Dubai contractors’ decision to increase labourers’ wages by up to 20 per cent is, on the face of it, a good solution for all involved. A braver decision, however, would have been for the government to introduce a minimum wage linked to the cost of living.
The number of strikes in Dubai’s booming construction sector has been steady in recent years, but never significant. The difference this November is that the biggest contractors have been hit for the first time.
The action has focused the minds of construction bosses. As a result, Dubai’s expatriate labourers have secured a pay rise to compensate for rising living costs and weakening exchange rates, which together have reduced the amount of money they can afford to send home.
Contractors will be hit in the short term, but while the sums of money involved are significant for larger employers, they will be able to pass on the additional costs to their clients.

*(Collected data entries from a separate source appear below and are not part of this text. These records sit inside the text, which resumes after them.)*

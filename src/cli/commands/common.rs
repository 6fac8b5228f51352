//! Common helper functions used across CLI commands
//!
//! Report rendering, state persistence, and validation of stage names given
//! on the command line.

use anyhow::Result;
use camino::Utf8Path;

use super::json_emit::emit_report_json;

use crate::{
    ConfigError, ExitCode, Orchestrator, OrchestratorError, PipelineState, RunReport, StageStatus,
    state_store,
};

/// Print a report (JSON or human-readable) and return its exit code.
pub fn finish(report: &RunReport, json: bool) -> Result<ExitCode> {
    if json {
        println!("{}", emit_report_json(report)?);
    } else {
        print_report(report);
    }
    Ok(report.exit_code())
}

/// Human-readable report
pub fn print_report(report: &RunReport) {
    println!("Run: {}", report.identity);
    if let Some(strategy) = report.strategy {
        println!("  Strategy: {strategy}");
    }
    println!("  Outcome: {}", report.outcome);

    println!("  Stages:");
    for row in &report.stages {
        let glyph = match row.status {
            StageStatus::Completed => "✓",
            StageStatus::Failed => "✗",
            StageStatus::Skipped => "-",
            StageStatus::Pending | StageStatus::Running => "·",
        };
        let mut line = format!("    {glyph} {:<20} {}", row.name, row.status);
        if let Some(ms) = row.duration_ms {
            line.push_str(&format!(" ({ms}ms)"));
        }
        if !row.critical {
            line.push_str(" [optional]");
        }
        println!("{line}");
        if let Some(message) = &row.message {
            println!("        {message}");
        }
    }

    println!(
        "  Summary: {} completed, {} failed, {} skipped, {} pending",
        report.completed, report.failed, report.skipped, report.pending
    );
    if let Some(ms) = report.duration_ms {
        println!("  Duration: {ms}ms");
    }

    if !report.warnings.is_empty() {
        println!("  Warnings:");
        for warning in &report.warnings {
            println!("    ⚠ {warning}");
        }
    }
}

/// Persist whatever state a run leaves behind.
///
/// A run that hits its deadline still writes the partial state so it can be
/// resumed; the deadline error is returned afterwards.
pub fn persist_outcome(
    result: Result<PipelineState, OrchestratorError>,
    state_out: Option<&Utf8Path>,
) -> Result<PipelineState> {
    if let (Err(OrchestratorError::RunTimedOut { state, .. }), Some(path)) = (&result, state_out) {
        state_store::save(state, path)?;
        eprintln!("Partial state written to {path}");
    }

    let state = result?;
    if let Some(path) = state_out {
        state_store::save(&state, path)?;
        tracing::info!(path = %path, "state written");
    }
    Ok(state)
}

/// Reject stage names the orchestrator does not know about.
pub fn ensure_known_stages(
    orchestrator: &Orchestrator,
    flag: &str,
    stages: &[String],
) -> Result<(), ConfigError> {
    match stages
        .iter()
        .find(|stage| !orchestrator.registry().contains(stage))
    {
        Some(unknown) => Err(ConfigError::InvalidValue {
            key: flag.to_string(),
            value: format!(
                "unknown stage '{unknown}' (known: {})",
                orchestrator.registry().names().join(", ")
            ),
        }),
        None => Ok(()),
    }
}
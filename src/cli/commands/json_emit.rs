//! JSON emit functions for CLI output
//!
//! Every JSON document the CLI prints goes through JCS (RFC 8785) so output
//! is byte-stable for identical inputs.

use anyhow::{Context, Result};

use crate::{RunReport, WorkflowInfo, emit_jcs};

/// Emit a run or status report as canonical JSON
pub fn emit_report_json(report: &RunReport) -> Result<String> {
    emit_jcs(report).context("Failed to emit report JSON")
}

/// Emit workflow information as canonical JSON
pub fn emit_workflow_json(info: &WorkflowInfo) -> Result<String> {
    emit_jcs(info).context("Failed to emit workflow JSON")
}
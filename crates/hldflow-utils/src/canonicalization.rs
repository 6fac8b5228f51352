//! Canonical JSON emission (RFC 8785 / JCS).
//!
//! State files and `--json` output go through [`emit_jcs`] so the same state
//! always serializes to the same bytes.

use anyhow::{Context, Result};
use serde::Serialize;

/// Serialize a value to canonical JSON.
///
/// # Example
///
/// ```rust
/// use hldflow_utils::canonicalization::emit_jcs;
/// use serde_json::json;
///
/// let out = emit_jcs(&json!({"b": 1, "a": [true, null]})).unwrap();
/// assert_eq!(out, r#"{"a":[true,null],"b":1}"#);
/// ```
///
/// # Errors
///
/// Fails if the value cannot be represented as JSON.
pub fn emit_jcs<T: Serialize>(value: &T) -> Result<String> {
    let json_value =
        serde_json::to_value(value).with_context(|| "Failed to serialize value to JSON")?;
    let json_bytes = serde_json_canonicalizer::to_vec(&json_value)
        .with_context(|| "Failed to canonicalize JSON using JCS")?;
    String::from_utf8(json_bytes).with_context(|| "JCS output contained invalid UTF-8")
}
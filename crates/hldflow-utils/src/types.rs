//! Shared value types used across the hldflow crates.
//!
//! Every enum here has a stable lowercase (or kebab-case) string form that is
//! used consistently by serde, `Display`, and `FromStr`, so the same spelling
//! works in config files, CLI flags, and persisted state.

use serde::{Deserialize, Serialize};
use strum::{Display, EnumString, IntoStaticStr, VariantNames};

/// Lifecycle status of a single stage within a run.
///
/// ```text
/// pending ──► running ──► completed
///                    └──► failed
/// pending ──► skipped
/// ```
#[derive(
    Debug,
    Clone,
    Copy,
    PartialEq,
    Eq,
    Hash,
    Default,
    Serialize,
    Deserialize,
    Display,
    EnumString,
    IntoStaticStr,
    VariantNames,
)]
#[serde(rename_all = "lowercase")]
#[strum(serialize_all = "lowercase")]
pub enum StageStatus {
    #[default]
    Pending,
    Running,
    Completed,
    Failed,
    Skipped,
}

impl StageStatus {
    /// Whether no further execution will happen for this stage in the current run.
    #[must_use]
    pub fn is_settled(self) -> bool {
        matches!(self, Self::Completed | Self::Failed | Self::Skipped)
    }

    /// Stable string form.
    #[must_use]
    pub fn as_str(self) -> &'static str {
        self.into()
    }
}

/// Output format for rendered diagrams.
#[derive(
    Debug,
    Clone,
    Copy,
    PartialEq,
    Eq,
    Default,
    Serialize,
    Deserialize,
    Display,
    EnumString,
    IntoStaticStr,
    VariantNames,
)]
#[serde(rename_all = "lowercase")]
#[strum(serialize_all = "lowercase", ascii_case_insensitive)]
pub enum ImageFormat {
    Svg,
    #[default]
    Png,
}

/// Which renderer produces diagram images.
#[derive(
    Debug,
    Clone,
    Copy,
    PartialEq,
    Eq,
    Default,
    Serialize,
    Deserialize,
    Display,
    EnumString,
    IntoStaticStr,
    VariantNames,
)]
#[serde(rename_all = "lowercase")]
#[strum(serialize_all = "lowercase", ascii_case_insensitive)]
pub enum Renderer {
    /// Remote rendering service.
    #[default]
    Service,
    /// Locally installed command-line renderer.
    Cli,
}

/// Diagram theme.
#[derive(
    Debug,
    Clone,
    Copy,
    PartialEq,
    Eq,
    Default,
    Serialize,
    Deserialize,
    Display,
    EnumString,
    IntoStaticStr,
    VariantNames,
)]
#[serde(rename_all = "lowercase")]
#[strum(serialize_all = "lowercase", ascii_case_insensitive)]
pub enum Theme {
    #[default]
    Default,
    Neutral,
    Dark,
}

/// Execution strategy selector.
///
/// `parallel` is accepted as an alias for `optimized-sequential` when parsing;
/// the canonical spelling is always emitted.
#[derive(
    Debug,
    Clone,
    Copy,
    PartialEq,
    Eq,
    Hash,
    Default,
    Serialize,
    Deserialize,
    Display,
    EnumString,
    IntoStaticStr,
    VariantNames,
)]
#[serde(rename_all = "kebab-case")]
#[strum(serialize_all = "kebab-case", ascii_case_insensitive)]
pub enum StrategyKind {
    /// Strict registration order, one stage at a time.
    #[default]
    Sequential,
    /// Registration order with dependency-free stages grouped into batches.
    #[serde(alias = "parallel")]
    #[strum(to_string = "optimized-sequential", serialize = "parallel")]
    OptimizedSequential,
    /// Dynamic routing driven by current stage status.
    Conditional,
}

impl StrategyKind {
    /// Stable string form.
    #[must_use]
    pub fn as_str(self) -> &'static str {
        self.into()
    }

    /// The dependency policy a strategy applies unless configured otherwise.
    #[must_use]
    pub fn default_missing_dependency_policy(self) -> MissingDependencyPolicy {
        match self {
            Self::Sequential | Self::OptimizedSequential => MissingDependencyPolicy::RunWithMissing,
            Self::Conditional => MissingDependencyPolicy::SkipDependents,
        }
    }
}

/// What happens to a stage whose upstream dependency failed non-critically
/// or was skipped.
#[derive(
    Debug,
    Clone,
    Copy,
    PartialEq,
    Eq,
    Serialize,
    Deserialize,
    Display,
    EnumString,
    IntoStaticStr,
    VariantNames,
)]
pub enum MissingDependencyPolicy {
    /// Run the dependent anyway and record a warning naming the missing input.
    #[serde(rename = "run")]
    #[strum(serialize = "run")]
    RunWithMissing,
    /// Mark the dependent as skipped.
    #[serde(rename = "skip")]
    #[strum(serialize = "skip")]
    SkipDependents,
}

/// Source of a configuration value.
///
/// Indicates where a configuration value originated from in the precedence chain:
/// CLI arguments > config file > programmatic overrides > built-in defaults.
#[derive(Debug, Clone, Copy, Serialize, Deserialize, PartialEq, Eq, Display)]
#[serde(rename_all = "lowercase")]
#[strum(serialize_all = "lowercase")]
pub enum ConfigSource {
    /// Value provided via CLI argument (highest precedence).
    Cli,
    /// Value loaded from configuration file.
    Config,
    /// Value provided programmatically (e.g., `Config::builder()`).
    Programmatic,
    /// Built-in default value (lowest precedence).
    Default,
}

The situation has some similarities to the one in 2003 and 2004, when the industry witnessed sharp increases in steel and cement prices. It plunged projects into the red and forced contractors to insert escalation clauses into their contracts and to rethink their procurement methods.

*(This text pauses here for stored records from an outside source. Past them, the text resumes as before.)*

// Licensed under the Apache-2.0 license

use chaos_api::IrqStatus;
use chaos_drivers::{ChaosDriver, Client, DriverConfig};
use chaos_emu_bus::DeviceResources;
use chaos_emu_periph::{ChaosDevice, DeviceConfig, FirmwareRunner, InProcessRunner, SandboxRunner};
use chaos_error::ChaosResult;
use std::sync::Arc;

/// How the device executes firmware
#[derive(Debug, Default, Clone, Copy, PartialEq, Eq)]
pub enum RunnerKind {
    /// Forked child under ptrace and seccomp
    #[default]
    Sandbox,

    /// Firmware mailbox logic on the device thread
    InProcess,
}

#[derive(Default)]
pub struct InitParams {
    pub config: DeviceConfig,

    pub runner: RunnerKind,

    // Little-endian RSA modulus every firmware image must embed
    pub trust_anchor: Vec<u8>,
}

/// Host driver and emulated device wired together, for tests and tools
pub struct ChaosModel {
    // Stopped before the driver is torn down
    device: ChaosDevice,
    driver: Arc<ChaosDriver>,
    resources: DeviceResources,
}

impl ChaosModel {
    pub fn new(params: InitParams) -> ChaosResult<Self> {
        let config = &params.config;
        let resources = DeviceResources::new(config.dram_size)?;
        let driver = Arc::new(ChaosDriver::new(
            resources.clone(),
            &DriverConfig {
                queue_size: config.queue_size,
                request_timeout: config.request_timeout(),
                load_timeout: config.load_timeout(),
            },
        )?);

        let runner: Box<dyn FirmwareRunner> = match params.runner {
            RunnerKind::Sandbox => Box::new(SandboxRunner::new(
                config.exec_size,
                config.stack_size,
                config.cycle_watchdog(),
            )?),
            RunnerKind::InProcess => Box::new(InProcessRunner::new(
                resources.csr.clone(),
                resources.dram.clone(),
                config.exec_size,
            )),
        };

        let irq_driver = Arc::downgrade(&driver);
        let irq = move |irq: IrqStatus| {
            if let Some(driver) = irq_driver.upgrade() {
                driver.handle_irq(irq);
            }
        };
        let device = ChaosDevice::start(
            &resources,
            runner,
            params.trust_anchor,
            Arc::new(irq),
        )?;
        log::info!("model started with {:?} runner", params.runner);

        Ok(Self {
            device,
            driver,
            resources,
        })
    }

    pub fn driver(&self) -> &Arc<ChaosDriver> {
        &self.driver
    }

    pub fn resources(&self) -> &DeviceResources {
        &self.resources
    }

    /// Load a signed firmware image
    pub fn load_firmware(&self, image: &[u8]) -> ChaosResult<()> {
        self.driver.load_firmware(image)
    }

    /// Open a client handle
    pub fn open(&self) -> Client {
        self.driver.open()
    }

    /// Code for a firmware image that runs the built-in firmware against
    /// this model's register file and DRAM
    #[cfg(all(target_os = "linux", target_arch = "x86_64"))]
    pub fn trampoline_code(&self) -> Vec<u8> {
        chaos_firmware::Trampoline::for_firmware_entry(
            self.resources.csr.base_addr() as u64,
            self.resources.dram.base_addr() as u64,
            chaos_emu_bus::Bus::len(&*self.resources.dram) as u64,
        )
    }
}
// Licensed under the Apache-2.0 license

#![cfg_attr(not(test), no_std)]

pub mod csr;

pub mod errno;

pub mod mailbox;

pub mod ring;

pub mod syscall;

pub use chaos_error as error;

pub use csr::{Csr, Csrs, IrqStatus, VerifyStatus};

pub use mailbox::{
    Algorithm, AlgorithmKind, ChaosRequest, CommandCode, MailboxCmd, MailboxRsp, PackedBuf,
};

pub use ring::RingGeometry;

use chaos_error::ChaosError;
use core::fmt;

#[derive(Clone, Debug, Eq, PartialEq)]
pub enum ChaosApiError {
    /// The command ring already holds as many commands as it has slots.
    MailboxBusy,
    /// No response arrived within the request timeout.
    MailboxTimeout,
    /// The waiter's side-table slot was completed by a different request.
    MailboxSequenceMismatch {
        expected: u64,
        actual: u64,
    },
    /// The firmware completed the request with a negative errno.
    FirmwareFailure(i64),
    /// A host-side driver operation failed before anything reached the device.
    Driver(ChaosError),
}

impl From<ChaosError> for ChaosApiError {
    fn from(err: ChaosError) -> Self {
        ChaosApiError::Driver(err)
    }
}

impl fmt::Display for ChaosApiError {
    fn fmt(&self, f: &mut fmt::Formatter<'_>) -> fmt::Result {
        match self {
            ChaosApiError::MailboxBusy => write!(f, "command queue is full"),
            ChaosApiError::MailboxTimeout => write!(f, "timed out waiting for a response"),
            ChaosApiError::MailboxSequenceMismatch { expected, actual } => write!(
                f,
                "response slot carries sequence {actual}, expected {expected}"
            ),
            ChaosApiError::FirmwareFailure(code) => {
                write!(f, "firmware reported error {code}")
            }
            ChaosApiError::Driver(err) => write!(f, "driver error {err}"),
        }
    }
}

They should be able to follow a similar solution for wage increases. But while increases are not mandatory, clients will be able to dispute whether a pay rise is necessary. Even when they do agree, there is no benchmark to assess how much they should increase wages by.
A minimum wage, linked to the cost of living, would solve the problem and could be beneficial in the longer term. It would address a major grievance of workers and lead to better labour relations, which in turn would benefit Dubai as a whole. Without it, the industry will find itself dealing with more strikes in the future.